There was a recent USB developers conference held at the Doubletree Hotel in San Jose, California on November 17-18, on SuperSpeed USB or USB 3. There was an estimated 1500 attendees: a sign of great amount of interested in the new standard which is not expected to show up for another year. Here is a post summarizing some of what I had been about to gather from various postings on the Web.

The huge feature of USB 3 is of course “SuperSpeed” which is a 5Gb/s transfer mode, “10x” as fast as the current 480Mb/s high speed mode that we have now. But, there is some thought to future expansion. This new protocol allows expansion and the links will negotiate to the highest speed supported. Currently 5Gb/s is the only specified speed.


It looks like the first devices will start to show up in 2010 and they will likely be mass storage. There are no chip sets out yet. There are some vendors with IP (Intellectual Property) to be used in custom designs. The first release of Windows 7 will not have SuperSpeed built in and Microsoft has not set plans to implement it yet. Also Apple is said to be studying the issue. One of the main goals of the standard is to require no host device-driver changes to support SuperSpeed.

How is this greatly enhanced speed accomplished with as much backward compatibility as possible? SuperSpeed traffic can travel in both directions at once (dual simplex). A USB 3 system will basically run a SuperSpeed bus and a USB 2 bus in parallel. The bus has two new shielded twisted pairs to run the SuperSpeed and still has the old unshielded twisted pair USB 2 data pair. Going to these two pairs enables not only simplified bus drivers which don’t have to turn around direction, but also more efficient usage as data can be flowing in both directions at once. You can see that the design of hubs are now twice as complicated as they now have to cope with two parallel, separate busses running through them. Hubs now have extra work to do as SuperSpeed is now really routed through the hubs, not using broadcasts as with USB 2. Of course the USB 2 part of a hub should work as its unchanged from current specs.
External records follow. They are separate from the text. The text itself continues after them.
// Persistence gateway for the ingestion and scoring pipeline.
//
// `ProcurementStore` is the only way the pipeline touches storage, so tests can
// drive the orchestrator against `testing::InMemoryStore`.

use std::collections::HashMap;

use async_trait::async_trait;
use chrono::Utc;
use sea_orm::*;
use tracing::debug;
use uuid::Uuid;

use crate::entities::{prelude::*, proposal, proposal_item, request, request_vendor, vendor};
use crate::error::StoreError;
use crate::services::extraction::StructuredProposal;
use crate::services::mailbox::MessageEnvelope;

#[derive(Debug, Clone, PartialEq)]
pub struct NewProposalItem {
    pub item_name: String,
    pub quantity: Option<i32>,
    pub unit_price: Option<f64>,
    pub total_price: Option<f64>,
    pub specifications: Option<String>,
}

/// Everything needed to write a proposal and its items in one transaction.
#[derive(Debug, Clone, PartialEq)]
pub struct NewProposal {
    pub request_id: Uuid,
    pub vendor_id: Uuid,
    pub total_price: Option<f64>,
    pub delivery_days: Option<i32>,
    pub payment_terms: Option<String>,
    pub warranty: Option<String>,
    pub raw_email_body: String,
    pub ai_summary: Option<String>,
    pub source_message_id: Option<String>,
    pub items: Vec<NewProposalItem>,
}

impl NewProposal {
    pub fn from_extraction(
        request_id: Uuid,
        vendor_id: Uuid,
        envelope: &MessageEnvelope,
        extracted: StructuredProposal,
    ) -> Self {
        let items = extracted
            .items
            .into_iter()
            .filter_map(|item| {
                // Unnamed lines cannot be shown or compared.
                let item_name = non_blank(item.item_name)?.trim().to_string();
                Some(NewProposalItem {
                    item_name,
                    quantity: item.quantity.map(|q| q.round() as i32),
                    unit_price: item.unit_price,
                    total_price: item.total_price,
                    specifications: non_blank(item.specifications),
                })
            })
            .collect();

        Self {
            request_id,
            vendor_id,
            total_price: extracted.total_price,
            delivery_days: extracted.delivery_days.map(|d| d.round() as i32),
            payment_terms: non_blank(extracted.payment_terms),
            warranty: non_blank(extracted.warranty),
            raw_email_body: envelope.body.clone(),
            ai_summary: non_blank(extracted.summary),
            source_message_id: Some(envelope.message_id.clone()),
            items,
        }
    }
}

fn non_blank(value: Option<String>) -> Option<String> {
    value.filter(|v| !v.trim().is_empty())
}

/// A stored proposal joined with its vendor and line items.
#[derive(Debug, Clone, PartialEq)]
pub struct ProposalRecord {
    pub proposal: proposal::Model,
    pub vendor_name: String,
    pub vendor_email: String,
    pub items: Vec<proposal_item::Model>,
}

#[async_trait]
pub trait ProcurementStore: Send + Sync {
    /// Exact match on the (lowercased) vendor email.
    async fn find_vendor_by_email(&self, email: &str) -> Result<Option<vendor::Model>, StoreError>;

    /// The vendor's associated request with the latest `sent_at`; unsent requests are ignored.
    async fn latest_sent_request_for_vendor(
        &self,
        vendor_id: Uuid,
    ) -> Result<Option<request::Model>, StoreError>;

    async fn find_proposal_id(
        &self,
        request_id: Uuid,
        vendor_id: Uuid,
    ) -> Result<Option<Uuid>, StoreError>;

    /// Insert a proposal and its items atomically. A uniqueness violation on
    /// (request_id, vendor_id) is reported as [`StoreError::Duplicate`].
    async fn create_proposal(&self, proposal: NewProposal) -> Result<Uuid, StoreError>;

    async fn find_request(&self, request_id: Uuid) -> Result<Option<request::Model>, StoreError>;

    /// All proposals for a request, newest first.
    async fn proposals_for_request(&self, request_id: Uuid) -> Result<Vec<ProposalRecord>, StoreError>;

    async fn find_proposal(&self, proposal_id: Uuid) -> Result<Option<ProposalRecord>, StoreError>;

    async fn record_score(&self, proposal_id: Uuid, score: f64) -> Result<(), StoreError>;
}

#[derive(Clone)]
pub struct SeaOrmStore {
    db: DatabaseConnection,
}

impl SeaOrmStore {
    pub fn new(db: DatabaseConnection) -> Self {
        Self { db }
    }

    async fn attach_items(
        &self,
        rows: Vec<(proposal::Model, Option<vendor::Model>)>,
    ) -> Result<Vec<ProposalRecord>, StoreError> {
        let ids: Vec<Uuid> = rows.iter().map(|(p, _)| p.id).collect();
        let mut items_by_proposal: HashMap<Uuid, Vec<proposal_item::Model>> = HashMap::new();

        if !ids.is_empty() {
            let items = ProposalItem::find()
                .filter(proposal_item::Column::ProposalId.is_in(ids))
                .order_by_asc(proposal_item::Column::ItemName)
                .all(&self.db)
                .await?;
            for item in items {
                items_by_proposal.entry(item.proposal_id).or_default().push(item);
            }
        }

        Ok(rows
            .into_iter()
            .map(|(proposal, vendor)| {
                let items = items_by_proposal.remove(&proposal.id).unwrap_or_default();
                let (vendor_name, vendor_email) = vendor
                    .map(|v| (v.name, v.email))
                    .unwrap_or_default();
                ProposalRecord {
                    proposal,
                    vendor_name,
                    vendor_email,
                    items,
                }
            })
            .collect())
    }
}

#[async_trait]
impl ProcurementStore for SeaOrmStore {
    async fn find_vendor_by_email(&self, email: &str) -> Result<Option<vendor::Model>, StoreError> {
        Ok(Vendor::find()
            .filter(vendor::Column::Email.eq(email.trim().to_lowercase()))
            .one(&self.db)
            .await?)
    }

    async fn latest_sent_request_for_vendor(
        &self,
        vendor_id: Uuid,
    ) -> Result<Option<request::Model>, StoreError> {
        Ok(Request::find()
            .join(JoinType::InnerJoin, request::Relation::RequestVendor.def())
            .filter(request_vendor::Column::VendorId.eq(vendor_id))
            .filter(request::Column::SentAt.is_not_null())
            .order_by_desc(request::Column::SentAt)
            .one(&self.db)
            .await?)
    }

    async fn find_proposal_id(
        &self,
        request_id: Uuid,
        vendor_id: Uuid,
    ) -> Result<Option<Uuid>, StoreError> {
        Ok(Proposal::find()
            .filter(proposal::Column::RequestId.eq(request_id))
            .filter(proposal::Column::VendorId.eq(vendor_id))
            .one(&self.db)
            .await?
            .map(|p| p.id))
    }

    async fn create_proposal(&self, new: NewProposal) -> Result<Uuid, StoreError> {
        let (request_id, vendor_id) = (new.request_id, new.vendor_id);
        let txn = self.db.begin().await?;

        let proposal_id = Uuid::new_v4();
        let now = Utc::now();
        let proposal = proposal::ActiveModel {
            id: Set(proposal_id),
            request_id: Set(request_id),
            vendor_id: Set(vendor_id),
            total_price: Set(new.total_price),
            delivery_days: Set(new.delivery_days),
            payment_terms: Set(new.payment_terms),
            warranty: Set(new.warranty),
            raw_email_body: Set(new.raw_email_body),
            ai_summary: Set(new.ai_summary),
            ai_score: Set(None),
            source_message_id: Set(new.source_message_id),
            received_at: Set(now.into()),
            created_at: Set(now.into()),
            updated_at: Set(now.into()),
        };

        if let Err(err) = proposal.insert(&txn).await {
            let _ = txn.rollback().await;
            return Err(match err.sql_err() {
                Some(SqlErr::UniqueConstraintViolation(_)) => StoreError::Duplicate { request_id, vendor_id },
                _ => StoreError::Database(err),
            });
        }

        if !new.items.is_empty() {
            let items = new.items.into_iter().map(|item| proposal_item::ActiveModel {
                id: Set(Uuid::new_v4()),
                proposal_id: Set(proposal_id),
                item_name: Set(item.item_name),
                quantity: Set(item.quantity),
                unit_price: Set(item.unit_price),
                total_price: Set(item.total_price),
                specifications: Set(item.specifications),
            });
            ProposalItem::insert_many(items).exec(&txn).await?;
        }

        txn.commit().await?;
        debug!(%proposal_id, %request_id, %vendor_id, "Proposal persisted");
        Ok(proposal_id)
    }

    async fn find_request(&self, request_id: Uuid) -> Result<Option<request::Model>, StoreError> {
        Ok(Request::find_by_id(request_id).one(&self.db).await?)
    }

    async fn proposals_for_request(&self, request_id: Uuid) -> Result<Vec<ProposalRecord>, StoreError> {
        let rows = Proposal::find()
            .filter(proposal::Column::RequestId.eq(request_id))
            .find_also_related(Vendor)
            .order_by_desc(proposal::Column::ReceivedAt)
            .all(&self.db)
            .await?;
        self.attach_items(rows).await
    }

    async fn find_proposal(&self, proposal_id: Uuid) -> Result<Option<ProposalRecord>, StoreError> {
        let row = Proposal::find_by_id(proposal_id)
            .find_also_related(Vendor)
            .one(&self.db)
            .await?;
        match row {
            Some(row) => Ok(self.attach_items(vec![row]).await?.into_iter().next()),
            None => Ok(None),
        }
    }

    async fn record_score(&self, proposal_id: Uuid, score: f64) -> Result<(), StoreError> {
        let update = proposal::ActiveModel {
            id: Set(proposal_id),
            ai_score: Set(Some(score)),
            updated_at: Set(Utc::now().into()),
            ..Default::default()
        };
        update.update(&self.db).await?;
        Ok(())
    }
}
Another big thing is better power management. Now high power can use 900 mA and low power, 150 mA. The spec is power management, a lot of effort was put into building power management into all the protocol levels. The main thing here is laptops particularly are able to save power when devices are attached. An attached device doesn’t gain much by power managing, except it is really helping the host. If attached at SuperSpeed a device can now draw 150mA unconfigured and 900mA configured. Quite an amount of current.